И снова разбежались во все стороны выводы, следствия.
— Все, кроме одной мелочи, — уверенно возразила Анна.
— Да-а, — протянул он, и в голосе его отчетливо прозвучало отчаяние.
— Как это выяснилось? Что она… работает?
— Бичем поймал ее. Потеряла бдительность, оставила его стол в беспорядке, он насторожился и стал следить. В один прекрасный день вышел из офиса якобы по делам, тут же вернулся и застал ее… на месте преступления.
— Что она искала?
— Алмазный след. Есть два способа прекратить бомбардировки Лондона. Либо разбомбить ракетные аэродромы — но добиться точного попадания сложно, да и восстанавливаются они за пару дней, — либо воспрепятствовать созданию ракет. Если перекрыть поставки алмазов, не будет высокоточных инструментов, не будет и ракет. Программа закрыта.
— Как американцы вычислили, что посредником между вами и немцами выступает Лазард?

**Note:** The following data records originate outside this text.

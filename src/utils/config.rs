use crate::dom::{ElementRecord, TagUniverse};
use crate::locator::StabilityLabel;
use anyhow::{Context, Result};
use serde::{Deserialize, Serialize};
use std::path::Path;

/// Scan and generation configuration
#[derive(Debug, Clone, PartialEq, Serialize, Deserialize)]
#[serde(default, rename_all = "camelCase")]
pub struct ScanConfig {
    /// Which elements to extract
    pub tag_universe: TagUniverse,

    /// `data-*` attributes treated as test hooks, in preference order
    pub test_id_attributes: Vec<String>,

    /// Class tokens too generic to name an element after
    pub generic_classes: Vec<String>,

    /// Longest visible text still used for a text-match XPath
    pub max_text_xpath_len: usize,

    /// Emit Playwright role/text selectors
    pub include_role_selectors: bool,

    /// Emit partial-match and parent-anchored XPath variants
    pub include_dynamic_xpaths: bool,

    /// Drop candidates below this label
    pub min_stability: Option<StabilityLabel>,
}

impl Default for ScanConfig {
    fn default() -> Self {
        Self {
            tag_universe: TagUniverse::Interactive,
            test_id_attributes: vec!["data-test".to_string(), "data-testid".to_string()],
            generic_classes: ["btn", "form-control", "container", "row", "col"]
                .iter()
                .map(|c| c.to_string())
                .collect(),
            max_text_xpath_len: 60,
            include_role_selectors: true,
            include_dynamic_xpaths: false,
            min_stability: None,
        }
    }
}

impl ScanConfig {
    /// Load from a YAML file. Missing keys keep their defaults.
    pub fn load(path: &Path) -> Result<Self> {
        let content = std::fs::read_to_string(path)
            .with_context(|| format!("Failed to read config file {}", path.display()))?;
        Self::from_yaml(&content)
            .with_context(|| format!("Invalid config file {}", path.display()))
    }

    pub fn from_yaml(content: &str) -> Result<Self> {
        if content.trim().is_empty() {
            return Ok(Self::default());
        }
        Ok(serde_yaml::from_str(content)?)
    }

    pub fn is_test_id_attribute(&self, key: &str) -> bool {
        self.test_id_attributes.iter().any(|a| a == key)
    }

    /// First recognized test-id attribute the element carries.
    pub fn test_id_of<'a>(&'a self, element: &'a ElementRecord) -> Option<(&'a str, &'a str)> {
        self.test_id_attributes.iter().find_map(|attr| {
            element
                .data_attributes
                .get(attr)
                .map(|value| (attr.as_str(), value.as_str()))
        })
    }

    pub fn is_generic_class(&self, class: &str) -> bool {
        self.generic_classes.iter().any(|c| c == class)
    }
}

Уилшир чуть было не ответил с ходу, но призадумался. Возможно, все было не так уж просто.
— Его заприметили, еще когда он работал в американском «И. Г.».
— А конкретно про алмазы как они узнали?
— Наверное, просто… Они знали, что он устраивает сделки с немцами… Вот и внедрили ее.
— Но кто вам сказал, что она ищет алмазный след?
— Разумеется, это сказал мне Лазард.
— Каким образом она вышла на вас? Вряд ли Лазард хранил в офисе расписки: «Четыреста карат получено от Уилшира двадцатого мая тысяча девятьсот сорок четвертого года».
— Думаю… думаю… она видела нас с Лазардом вместе в казино.
— Одна из тех почти незаметных сделок, когда из рук в руки переходят фишки высокого номинала?
— Да.
— И бедная девочка не придумала другого способа подобраться к вам, кроме как влюбиться?
Дрожащими пальцами Уилшир поднес к губам сигарету. Допил большой глоток из стакана и тут же наполнил его снова.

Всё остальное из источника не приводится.